High Power Shunt regulator ?

rsisson

100 W
Joined
Oct 18, 2007
Messages
124
I am still working two projects, one Small, my "SideKick" which has managed to eat two controllers, two battery packs and lots of other bits... but my long term project is a Battery Powered Real Car...something small like a Geo Metro, Rabbit or Civic Hatchback... to take the place of the Sidekick when the weather is not so nice...

With that in Mind I have been watching LifePo4 Battery and Charger threads carefully... Assuming that LifePo4 Batterys will come down in price (a bit) between now and when I need to order batteries, the issues I have are around managing a BIG pack of 40-50 Cells... not the 12-16 needed for low voltage.

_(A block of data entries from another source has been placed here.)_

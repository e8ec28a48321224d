mod dir;
mod memory;

use async_trait::async_trait;
use grader_core::model::{Unit, UnitId};

use crate::error::UnitProviderError;

pub use dir::{DirUnitProvider, UNIT_FILE_NAME};
pub use memory::InMemoryUnitProvider;

/// Source of unit definitions.
#[async_trait]
pub trait UnitProvider: Send + Sync {
    /// Unit ids in display order.
    ///
    /// # Errors
    ///
    /// Returns `UnitProviderError` if the source cannot be read.
    async fn list_units(&self) -> Result<Vec<UnitId>, UnitProviderError>;

    /// Fetch one unit.
    ///
    /// # Errors
    ///
    /// Returns `UnitProviderError::UnknownUnit` if the unit does not exist.
    async fn get_unit(&self, id: &UnitId) -> Result<Unit, UnitProviderError>;

    /// Re-discover units from the underlying source.
    ///
    /// # Errors
    ///
    /// Returns `UnitProviderError` if rediscovery fails.
    async fn reload(&self) -> Result<(), UnitProviderError> {
        Ok(())
    }
}
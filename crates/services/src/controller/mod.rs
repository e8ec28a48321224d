//! Session-scoped controller behind the grading UI and CLI.
//!
//! A `GradingController` owns the session store and the current selection.
//! Every action returns a `Result`, but none leaves the controller unusable:
//! failures are also kept as the inline error of the next `QuestionView`.

mod context;
mod view;

use std::sync::Arc;

use grader_core::model::{
    EntryPatch, PartLabel, PartPatch, Qtag, Unit, UnitId, UnitSessions,
};
use grader_core::{Clock, QuestionStatus, UnitStatus, compute_status};
use storage::repository::{GradeLogRepository, NewGradeEvent, StorageError};
use storage::session_store::SessionStore;
use tracing::{debug, info, warn};

use crate::error::{ControllerError, GradingError};
use crate::export::{Submission, build_submission, render_results};
use crate::grading::{DEFAULT_MODEL, DEFAULT_TIMEOUT, GradeRequest, GradeVerdict, GradingService};
use crate::imports::{parse_results, parse_student_file};
use crate::units::UnitProvider;

pub use context::{GradeKey, GradeOptions, PendingGrade, SessionContext};
pub use view::{GRADE_LABEL, GRADING_LABEL, GradeButton, NOT_GRADED, PartView, QuestionView};

pub struct GradingController {
    store: SessionStore,
    units: Arc<dyn UnitProvider>,
    grader: Arc<dyn GradingService>,
    grade_log: Option<Arc<dyn GradeLogRepository>>,
    clock: Clock,
    ctx: SessionContext,
}
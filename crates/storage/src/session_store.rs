use std::collections::HashSet;
use std::sync::Arc;

use grader_core::model::{EntryPatch, Qtag, SessionEntry, SessionState, UnitId, UnitSessions};
use tracing::{debug, error, warn};

use crate::repository::{SessionBlobStore, StorageError};

/// Fixed storage name of the session blob.
pub const SESSION_STORAGE_KEY: &str = "llmgrader.session";

/// Result of [`SessionStore::load`].
#[derive(Debug, Clone, Copy, PartialEq, Eq)]
pub enum LoadOutcome {
    /// A blob was found and parsed.
    Loaded { units: usize },
    /// Nothing persisted yet.
    Empty,
    /// The blob was unreadable or malformed and state was reset to empty.
    Reset,
}

/// In-memory `unit → qtag → entry` mapping backed by a durable blob.
///
/// Every mutation goes through [`SessionStore::update`],
/// [`SessionStore::prune`] or [`SessionStore::replace_unit`] and is written
/// back as a whole blob. Concurrent writers on the same backend can lose
/// updates; one writer per backend is assumed.
pub struct SessionStore {
    backend: Arc<dyn SessionBlobStore>,
    key: String,
    state: SessionState,
}

impl SessionStore {
    #[must_use]
    pub fn new(backend: Arc<dyn SessionBlobStore>) -> Self {
        Self::with_key(backend, SESSION_STORAGE_KEY)
    }

    #[must_use]
    pub fn with_key(backend: Arc<dyn SessionBlobStore>, key: impl Into<String>) -> Self {
        Self {
            backend,
            key: key.into(),
            state: SessionState::new(),
        }
    }

    /// Build a store and immediately [`load`](Self::load) it.
    pub async fn open(backend: Arc<dyn SessionBlobStore>) -> Self {
        let mut store = Self::new(backend);
        store.load().await;
        store
    }

    /// Replace in-memory state with the persisted blob.
    ///
    /// Never fails: unreadable or malformed blobs are logged and the state is
    /// reset to empty.
    pub async fn load(&mut self) -> LoadOutcome {
        let blob = match self.backend.load_blob(&self.key).await {
            Ok(Some(blob)) => blob,
            Ok(None) => {
                self.state = SessionState::new();
                return LoadOutcome::Empty;
            }
            Err(err) => {
                warn!(key = %self.key, error = %err, "session blob unreadable; starting empty");
                self.state = SessionState::new();
                return LoadOutcome::Reset;
            }
        };

        if blob.trim().is_empty() {
            self.state = SessionState::new();
            return LoadOutcome::Empty;
        }

        match serde_json::from_str::<SessionState>(&blob) {
            Ok(state) => {
                let units = state.len();
                debug!(key = %self.key, units, "session blob loaded");
                self.state = state;
                LoadOutcome::Loaded { units }
            }
            Err(err) => {
                error!(key = %self.key, error = %err, "malformed session blob; resetting to empty");
                self.state = SessionState::new();
                LoadOutcome::Reset
            }
        }
    }

    /// Serialize the whole mapping and write it back.
    ///
    /// # Errors
    ///
    /// Returns `StorageError` if serialization or the write fails. In-memory
    /// state is kept either way.
    pub async fn save(&self) -> Result<(), StorageError> {
        let blob = serde_json::to_string(&self.state)
            .map_err(|err| StorageError::Serialization(err.to_string()))?;
        if let Err(err) = self.backend.save_blob(&self.key, &blob).await {
            error!(key = %self.key, error = %err, "failed to persist session blob");
            return Err(err);
        }
        Ok(())
    }

    /// Materializing read: returns the entry, creating an empty one if absent.
    pub fn get(&mut self, unit: &UnitId, qtag: &Qtag) -> &SessionEntry {
        self.entry_mut(unit, qtag)
    }

    /// Non-materializing read.
    #[must_use]
    pub fn entry(&self, unit: &UnitId, qtag: &Qtag) -> Option<&SessionEntry> {
        self.state.get(unit).and_then(|entries| entries.get(qtag))
    }

    #[must_use]
    pub fn unit_entries(&self, unit: &UnitId) -> Option<&UnitSessions> {
        self.state.get(unit)
    }

    #[must_use]
    pub fn state(&self) -> &SessionState {
        &self.state
    }

    /// Apply a patch to one entry and save immediately.
    ///
    /// # Errors
    ///
    /// Returns the save error; the patch stays applied in memory.
    pub async fn update(
        &mut self,
        unit: &UnitId,
        qtag: &Qtag,
        patch: EntryPatch,
    ) -> Result<(), StorageError> {
        self.entry_mut(unit, qtag).apply(patch);
        self.save().await
    }

    /// Drop every entry of `unit` whose qtag is not in `valid`.
    ///
    /// Saves only when something was removed. Returns the number removed.
    ///
    /// # Errors
    ///
    /// Returns the save error when a save was attempted and failed.
    pub async fn prune(&mut self, unit: &UnitId, valid: &[Qtag]) -> Result<usize, StorageError> {
        let Some(entries) = self.state.get_mut(unit) else {
            return Ok(0);
        };
        let keep: HashSet<&Qtag> = valid.iter().collect();
        let before = entries.len();
        entries.retain(|qtag, _| keep.contains(qtag));
        let removed = before - entries.len();

        if removed > 0 {
            debug!(unit = %unit, removed, "pruned stale session entries");
            self.save().await?;
        }
        Ok(removed)
    }

    /// Overwrite all entries of `unit` wholesale and save.
    ///
    /// # Errors
    ///
    /// Returns the save error; the replacement stays applied in memory.
    pub async fn replace_unit(
        &mut self,
        unit: &UnitId,
        entries: UnitSessions,
    ) -> Result<(), StorageError> {
        self.state.insert(unit.clone(), entries);
        self.save().await
    }

    fn entry_mut(&mut self, unit: &UnitId, qtag: &Qtag) -> &mut SessionEntry {
        self.state
            .entry(unit.clone())
            .or_default()
            .entry(qtag.clone())
            .or_default()
    }
}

Building on what I have seen on MetricMind, EV-Austrialia, and some others, the best way to manage a BIG pack is with Shunt regulators on each cell... The issue becomes, how to get a Big Enough shunt... if you are trying to charge a 150Ahr pack, even .1C is 15Amps..ouch !

Now yes, when the pack starts to approach the shunt voltage, the current should start to throttle back, but the FIRST shunt to trip is going to take a big hit.... So... Looking at the TL431 Precision regulator (google High-Current Shunt Regulator TL431) and a couple of components (2 resistoirs, 1 adjustable resisitor, the regulator and a High power Transistor) you have a high power shunt.... This looks a LOT like the Metric Mind shunt without the LED outputs...

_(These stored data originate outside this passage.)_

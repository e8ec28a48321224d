use std::collections::{BTreeMap, HashMap, HashSet};
use std::time::{Duration, Instant};

use grader_core::model::{PartLabel, Qtag, Unit, UnitId};

use crate::grading::GradeRequest;

/// Identifies one in-flight grading request.
#[derive(Debug, Clone, PartialEq, Eq, Hash)]
pub struct GradeKey {
    pub unit: UnitId,
    pub qtag: Qtag,
    pub part: PartLabel,
}

/// Caller-supplied knobs for one grading request. `None` fields fall back to
/// the question's preferred model and the default timeout.
#[derive(Debug, Clone, Default, PartialEq, Eq)]
pub struct GradeOptions {
    pub model: Option<String>,
    pub api_key: Option<String>,
    pub timeout: Option<Duration>,
}

/// A grading request that has been registered as in flight.
///
/// Obtained from `GradingController::begin_grade` and handed back to
/// `complete_grade` once the grading service answers.
#[derive(Debug)]
pub struct PendingGrade {
    pub(crate) key: GradeKey,
    pub(crate) request: GradeRequest,
    pub(crate) started: Instant,
}

impl PendingGrade {
    #[must_use]
    pub fn key(&self) -> &GradeKey {
        &self.key
    }

    #[must_use]
    pub fn request(&self) -> &GradeRequest {
        &self.request
    }
}

/// Mutable selection state owned by one controller.
#[derive(Debug, Default)]
pub struct SessionContext {
    pub(crate) unit_ids: Vec<UnitId>,
    pub(crate) unit: Option<Unit>,
    pub(crate) selected_qtag: Option<Qtag>,
    pub(crate) selected_part: PartLabel,
    /// Last question shown per unit, restored when the unit is loaded again.
    pub(crate) remembered: HashMap<UnitId, Qtag>,
    /// Solutions from an imported student file; shown when an entry is blank.
    pub(crate) student_file: BTreeMap<Qtag, String>,
    pub(crate) in_flight: HashSet<GradeKey>,
    pub(crate) last_error: Option<String>,
}

impl SessionContext {
    #[must_use]
    pub fn unit_ids(&self) -> &[UnitId] {
        &self.unit_ids
    }

    #[must_use]
    pub fn unit(&self) -> Option<&Unit> {
        self.unit.as_ref()
    }

    #[must_use]
    pub fn selected_qtag(&self) -> Option<&Qtag> {
        self.selected_qtag.as_ref()
    }

    #[must_use]
    pub fn selected_part(&self) -> &PartLabel {
        &self.selected_part
    }

    #[must_use]
    pub fn last_error(&self) -> Option<&str> {
        self.last_error.as_deref()
    }

    #[must_use]
    pub fn is_in_flight(&self, key: &GradeKey) -> bool {
        self.in_flight.contains(key)
    }

    /// Key for the current selection, if a question is selected.
    pub(crate) fn selected_key(&self) -> Option<GradeKey> {
        let unit = self.unit.as_ref()?;
        Some(GradeKey {
            unit: unit.id().clone(),
            qtag: self.selected_qtag.clone()?,
            part: self.selected_part.clone(),
        })
    }

    pub(crate) fn clear_selection(&mut self) {
        self.selected_qtag = None;
        self.selected_part = PartLabel::all();
    }
}
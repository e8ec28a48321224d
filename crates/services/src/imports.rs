//! Parsers for files a student uploads: a pre-filled solutions file and a
//! previously exported results file.

use std::collections::BTreeMap;

use grader_core::model::{Qtag, UnitSessions};
use serde::Deserialize;
use serde_json::Value;

use crate::error::ImportError;

#[derive(Debug, Deserialize)]
struct StudentAnswer {
    #[serde(default)]
    solution: String,
}

/// Parse a student file of the form `{ "<qtag>": { "solution": "<text>" } }`.
///
/// # Errors
///
/// Returns `ImportError` if the bytes are not JSON, the top level is not an
/// object, or any value lacks the `{ "solution": ... }` shape.
pub fn parse_student_file(bytes: &[u8]) -> Result<BTreeMap<Qtag, String>, ImportError> {
    let root: Value =
        serde_json::from_slice(bytes).map_err(|err| ImportError(err.to_string()))?;
    let Value::Object(map) = root else {
        return Err(ImportError("expected a JSON object keyed by qtag".into()));
    };

    map.into_iter()
        .map(|(key, value)| {
            let qtag: Qtag = key
                .parse()
                .map_err(|err| ImportError(format!("{err}")))?;
            let answer: StudentAnswer = serde_json::from_value(value)
                .map_err(|err| ImportError(format!("{qtag}: {err}")))?;
            Ok((qtag, answer.solution))
        })
        .collect()
}

/// Parse a results file previously produced by [`crate::export::render_results`]
/// or a submission record.
///
/// # Errors
///
/// Returns `ImportError` if the bytes do not decode as `{ qtag: SessionEntry }`.
/// Unknown fields are rejected so an unrelated JSON file is not mistaken for
/// results.
pub fn parse_results(bytes: &[u8]) -> Result<UnitSessions, ImportError> {
    let root: Value =
        serde_json::from_slice(bytes).map_err(|err| ImportError(err.to_string()))?;
    if !root.is_object() {
        return Err(ImportError("expected a JSON object keyed by qtag".into()));
    }
    serde_json::from_value(root).map_err(|err| ImportError(err.to_string()))
}
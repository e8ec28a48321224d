use std::sync::Arc;

use grader_core::model::{EntryPatch, GradeStatus, PartLabel, PartPatch, Qtag, UnitId};
use grader_core::time::fixed_now;
use storage::repository::{GradeLogRepository, NewGradeEvent, SessionBlobStore};
use storage::sqlite::SqliteRepository;
use storage::{LoadOutcome, SESSION_STORAGE_KEY, SessionStore};

async fn connect(name: &str) -> SqliteRepository {
    let repo = SqliteRepository::connect(&format!(
        "sqlite:file:{name}?mode=memory&cache=shared"
    ))
    .await
    .expect("connect");
    repo.migrate().await.expect("migrate");
    repo
}

#[tokio::test]
async fn sqlite_session_blob_survives_reopen() {
    let repo = connect("memdb_session_blob").await;
    let unit = UnitId::new("unit1");
    let qtag = Qtag::new("q1");

    let mut store = SessionStore::new(Arc::new(repo.clone()));
    store
        .update(&unit, &qtag, EntryPatch::Solution("F = ma".into()))
        .await
        .unwrap();
    store
        .update(
            &unit,
            &qtag,
            EntryPatch::Part {
                label: PartLabel::new("b"),
                patch: PartPatch::verdict(GradeStatus::Fail, "check units", "wrong units"),
            },
        )
        .await
        .unwrap();

    let mut reopened = SessionStore::new(Arc::new(repo));
    assert_eq!(reopened.load().await, LoadOutcome::Loaded { units: 1 });
    let entry = reopened.entry(&unit, &qtag).unwrap();
    assert_eq!(entry.student_solution, "F = ma");
    assert_eq!(
        entry.part(&PartLabel::new("b")).unwrap().grade_status,
        GradeStatus::Fail
    );
}

#[tokio::test]
async fn sqlite_blob_upsert_replaces_previous_value() {
    let repo = connect("memdb_blob_upsert").await;
    repo.save_blob(SESSION_STORAGE_KEY, "{}").await.unwrap();
    repo.save_blob(SESSION_STORAGE_KEY, "{\"u\":{}}").await.unwrap();
    assert_eq!(
        repo.load_blob(SESSION_STORAGE_KEY).await.unwrap().as_deref(),
        Some("{\"u\":{}}")
    );
    assert_eq!(repo.load_blob("other").await.unwrap(), None);
}

#[tokio::test]
async fn sqlite_grade_log_lists_newest_first() {
    let repo = connect("memdb_grade_log").await;
    for (qtag, result) in [("q1", GradeStatus::Pass), ("q2", GradeStatus::Error)] {
        repo.record(NewGradeEvent {
            unit_id: UnitId::new("unit1"),
            qtag: Qtag::new(qtag),
            part_label: PartLabel::all(),
            model: "gpt-4.1-mini".into(),
            result,
            latency_ms: 850,
            created_at: fixed_now(),
        })
        .await
        .unwrap();
    }

    let recent = repo.recent(10).await.unwrap();
    assert_eq!(recent.len(), 2);
    assert_eq!(recent[0].event.qtag, Qtag::new("q2"));
    assert_eq!(recent[0].event.result, GradeStatus::Error);
    assert_eq!(recent[1].event.latency_ms, 850);
    assert_eq!(recent[1].event.created_at, fixed_now());
}

#[tokio::test]
async fn migrations_are_idempotent() {
    let repo = connect("memdb_migrate_twice").await;
    repo.migrate().await.expect("second migrate");
}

If we are going to rely on the Controller of Low voltage cutout, High Voltage cut out and current limiting and our charger has ANY smarts to start throttling back as soon as it gets close to the optimal pack voltage, how smart a BMS do we need.
Now I like the LED outputs, as I can see a pack that is badly imbalanced having one cell go into shunt with the pack voltage still low…worste case… and then the shunt takes the full current OUCH…but what else do we need.

Is anyone looking at building something Like the MetricMind Shunt...I have seen a couple of commercial attempts, but they want ~$45 EACH for $7 worth of parts... and times 40-50 cells that hurts....
 
If you take my approach;

http://www.endless-sphere.com/forums/viewtopic.php?f=14&t=6419

I use 2 current sources. One high current, one low current. During bulk charge, both current sources are on. As soon as the first shunt turns on, the high current source turns off, leaving only the low current source. So the first shunt does not take a big hit.

My current problem is the heat dissipated in the linear current sources. I have designed a switchmode current source and run it in simulation, but not built it yet. Will publish full details in due course when built and tested.